This start to the collection introduces two concepts which the writer will expand upon throughout the book: the importance of stories and the constant presence of death.  The first story, 'The Song of the Goats', has a radio station set up a competition to tell the best story about life in the war-torn country (hence the long queues...).  This is closely followed by 'The Fifth-Floor Window', in which a group of sick men tell stories to pass the time as they see the chaos unfolding from the window of their room.

From here, the stories increase in intensity, with the writer painting images of violence and madness, with the crudeness of the language at times matching the events depicted.  Many of the stories abound in sex, drinking and (very) black humour, whatever it takes to make the pain go away.  In 'The Killers and the Compass', a psychopath roams the suburbs of what could be described as post-apocalyptic Iraq.  There is certainly more than a hint of Mad Max here (this is a man who is definitely dangerous to know).  'The Iraqi Christ', the title story of the collection, then introduces us to an ex-soldier with a sixth sense for danger - on the very day his luck is about to run out...
 
There is more to The Iraqi Christ than news from Iraq though.  Blasim, who now lives in Finland, also looks at what happens to people who leave their homeland behind.  'Dear Beto' chronicles a tale of depression in Finland, narrated by an emigrant (albeit a rather unusual one...) while 'Why Don't You Write a Novel, Instead of Talking About All These Characters?' is centred on refugees in Hungary and the ordeals they face in getting to their new home.  It also features a certain writer, who appears to be travelling under a pseudonym...

...and in fact this slice of meta-fiction is just one of a series of excursions out of realism and into something more akin to Magical Realism.  Many of the stories are slightly more fantastical than you would imagine, again perhaps an attempt to escape the disappointments of everyday life.  In 'The Hole', a soldier falls down a hole and makes the acquaintance of a 'Djinni' (not something that occurs on a daily basis, even in Baghdad), and 'A Wolf' is a tall tale about cruising bars for sex, Jehovah's witnesses, mosquitoes... oh, and a wolf ;)  For fans of Kafka or Murakami (like yours truly), these stories are actually some of the most entertaining in the collection.
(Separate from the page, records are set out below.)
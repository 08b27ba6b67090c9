// jbctl-api: management model, operation requests, and transports for
// JBoss/WildFly management controllers.

pub mod error;
pub mod http;
pub mod memory;
pub mod model;
pub mod operation;
pub mod transport;

pub use error::Error;
pub use http::HttpTransport;
pub use memory::InMemoryController;
pub use model::{ModelNode, ModelType};
pub use operation::{OperationRequest, ResourcePath};
pub use transport::{ConnectParams, Session, TlsMode, TransportConfig, TransportFactory};
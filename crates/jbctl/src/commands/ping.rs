//! `jbctl ping`: open a session and close it.

use std::time::Instant;

use jbctl_core::ControllerClient;

use crate::cli::GlobalOpts;
use crate::error::CliError;
use crate::output;

pub fn handle(client: &mut ControllerClient, global: &GlobalOpts) -> Result<(), CliError> {
    let started = Instant::now();
    client.connect()?;
    let elapsed = started.elapsed();
    client.disconnect();

    output::print_output(
        &format!("connected to {client} in {}ms", elapsed.as_millis()),
        global.quiet,
    );
    Ok(())
}
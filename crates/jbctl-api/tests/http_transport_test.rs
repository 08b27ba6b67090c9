// Integration tests for `HttpTransport` using wiremock.
//
// The transport is blocking, so each exchange runs on a blocking thread
// while the mock server keeps serving on the tokio runtime.
#![allow(clippy::unwrap_used)]

use secrecy::SecretString;
use serde_json::json;
use wiremock::matchers::{body_partial_json, header, method, path};
use wiremock::{Mock, MockServer, ResponseTemplate};

use jbctl_api::model::{FAILURE_DESCRIPTION, OUTCOME, RESULT};
use jbctl_api::{
    ConnectParams, Error, HttpTransport, ModelNode, OperationRequest, Session, TransportFactory,
};

// ── Helpers ─────────────────────────────────────────────────────────

async fn mount_probe(server: &MockServer) {
    Mock::given(method("POST"))
        .and(path("/management"))
        .and(body_partial_json(json!({
            "operation": "read-attribute",
            "address": [],
            "name": "management-major-version"
        })))
        .respond_with(
            ResponseTemplate::new(200).set_body_json(json!({ "outcome": "success", "result": 1 })),
        )
        .mount(server)
        .await;
}

/// Connect (optionally with credentials), run `command`, and return the raw
/// response node.
async fn exchange(
    server: &MockServer,
    credentials: Option<(&'static str, &'static str)>,
    command: &'static str,
) -> Result<ModelNode, Error> {
    let addr = *server.address();
    tokio::task::spawn_blocking(move || {
        let host = addr.ip().to_string();
        let password = credentials.map(|(_, p)| SecretString::from(p));
        let params = ConnectParams {
            host: &host,
            port: addr.port(),
            username: credentials.map(|(u, _)| u),
            password: password.as_ref(),
        };
        let mut session = HttpTransport::default().connect(&params)?;
        let response = session.execute(&OperationRequest::parse(command).unwrap());
        session.disconnect();
        response
    })
    .await
    .unwrap()
}

// ── Happy path ──────────────────────────────────────────────────────

#[tokio::test(flavor = "multi_thread")]
async fn test_read_attribute_success() {
    let server = MockServer::start().await;
    mount_probe(&server).await;

    Mock::given(method("POST"))
        .and(path("/management"))
        .and(body_partial_json(json!({
            "operation": "read-attribute",
            "address": [{ "subsystem": "web" }],
            "name": "default-virtual-server"
        })))
        .respond_with(ResponseTemplate::new(200).set_body_json(json!({
            "outcome": "success",
            "result": "default-host"
        })))
        .expect(1)
        .mount(&server)
        .await;

    let response = exchange(
        &server,
        None,
        "/subsystem=web:read-attribute(name=default-virtual-server)",
    )
    .await
    .unwrap();

    assert_eq!(response, ModelNode::success("default-host"));
}

#[tokio::test(flavor = "multi_thread")]
async fn test_numeric_result_keeps_width() {
    let server = MockServer::start().await;
    mount_probe(&server).await;

    Mock::given(method("POST"))
        .and(path("/management"))
        .and(body_partial_json(json!({ "name": "big" })))
        .respond_with(ResponseTemplate::new(200).set_body_json(json!({
            "outcome": "success",
            "result": 10_000_000_000_i64
        })))
        .mount(&server)
        .await;

    let response = exchange(&server, None, ":read-attribute(name=big)")
        .await
        .unwrap();

    assert_eq!(response.get(RESULT), Some(&ModelNode::Long(10_000_000_000)));
}

#[tokio::test(flavor = "multi_thread")]
async fn test_small_long_result_comes_back_as_int() {
    let server = MockServer::start().await;
    mount_probe(&server).await;

    Mock::given(method("POST"))
        .and(path("/management"))
        .and(body_partial_json(json!({ "name": "uptime" })))
        .respond_with(ResponseTemplate::new(200).set_body_json(json!({
            "outcome": "success",
            "result": 42_i64
        })))
        .mount(&server)
        .await;

    let response = exchange(&server, None, ":read-attribute(name=uptime)")
        .await
        .unwrap();

    assert_eq!(response.get(RESULT), Some(&ModelNode::Int(42)));
}

// ── Failed operations ───────────────────────────────────────────────

#[tokio::test(flavor = "multi_thread")]
async fn test_failed_operation_is_a_response_not_an_error() {
    let server = MockServer::start().await;
    mount_probe(&server).await;

    Mock::given(method("POST"))
        .and(path("/management"))
        .and(body_partial_json(json!({ "address": [{ "no": "such" }] })))
        .respond_with(ResponseTemplate::new(500).set_body_json(json!({
            "outcome": "failed",
            "failure-description": "JBAS014807: Management resource '[(\"no\" => \"such\")]' not found",
            "rolled-back": true
        })))
        .mount(&server)
        .await;

    let response = exchange(&server, None, "/no=such:read-attribute(name=x)")
        .await
        .unwrap();

    assert_eq!(response.get(OUTCOME).and_then(ModelNode::as_str), Some("failed"));
    assert!(
        response
            .get(FAILURE_DESCRIPTION)
            .and_then(ModelNode::as_str)
            .unwrap()
            .starts_with("JBAS014807")
    );
}

// ── Authentication ──────────────────────────────────────────────────

#[tokio::test(flavor = "multi_thread")]
async fn test_basic_auth_header_is_sent() {
    let server = MockServer::start().await;

    Mock::given(method("POST"))
        .and(path("/management"))
        .and(header("authorization", "Basic YWRtaW46c2VjcmV0"))
        .respond_with(ResponseTemplate::new(200).set_body_json(json!({
            "outcome": "success",
            "result": true
        })))
        .expect(2)
        .mount(&server)
        .await;

    let response = exchange(&server, Some(("admin", "secret")), ":read-attribute(name=x)")
        .await
        .unwrap();

    assert_eq!(response.get(RESULT), Some(&ModelNode::Boolean(true)));
}

#[tokio::test(flavor = "multi_thread")]
async fn test_unauthorized_fails_connect() {
    let server = MockServer::start().await;

    Mock::given(method("POST"))
        .and(path("/management"))
        .respond_with(ResponseTemplate::new(401))
        .mount(&server)
        .await;

    let err = exchange(&server, Some(("admin", "wrong")), ":read-attribute(name=x)")
        .await
        .unwrap_err();

    assert!(err.is_auth(), "expected Authentication, got: {err:?}");
}

// ── Non-management replies ──────────────────────────────────────────

#[tokio::test(flavor = "multi_thread")]
async fn test_non_json_body_is_deserialization_error() {
    let server = MockServer::start().await;

    Mock::given(method("POST"))
        .and(path("/management"))
        .respond_with(ResponseTemplate::new(200).set_body_string("<html>hello</html>"))
        .mount(&server)
        .await;

    let err = exchange(&server, None, ":read-attribute(name=x)")
        .await
        .unwrap_err();

    match err {
        Error::Deserialization { body, .. } => assert_eq!(body, "<html>hello</html>"),
        other => panic!("expected Deserialization, got: {other:?}"),
    }
}

#[tokio::test(flavor = "multi_thread")]
async fn test_unexpected_status_is_http_error() {
    let server = MockServer::start().await;

    Mock::given(method("POST"))
        .and(path("/management"))
        .respond_with(ResponseTemplate::new(404).set_body_string("not here"))
        .mount(&server)
        .await;

    let err = exchange(&server, None, ":read-attribute(name=x)")
        .await
        .unwrap_err();

    assert!(
        matches!(err, Error::Http { status: 404, .. }),
        "expected Http 404, got: {err:?}"
    );
}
The Iraqi Christ then is a mix of different styles of stories, all trying to make sense of a chaotic society where the past has been thrown out of the window and where the future is uncertain, a world of madness and constant noise:
"Applause at the Peace Prize award ceremony at a time when new wars are breaking out in new hotspots,the sound of cars crashing, car bombs exploding, the cars of thieves, an ambulance, a bank truck loaded with bundles of banknotes, a fire engine.  The sounds of mosques and churches, of Friday sermons and homilies, of group sex and glass breaking, sounds coming in the right ear and sounds going out the left ear."
p.73, 'Dear Beto'
What can you do in the face of a reality like this except drink, sleep around, surrender to the madness - and tell stories...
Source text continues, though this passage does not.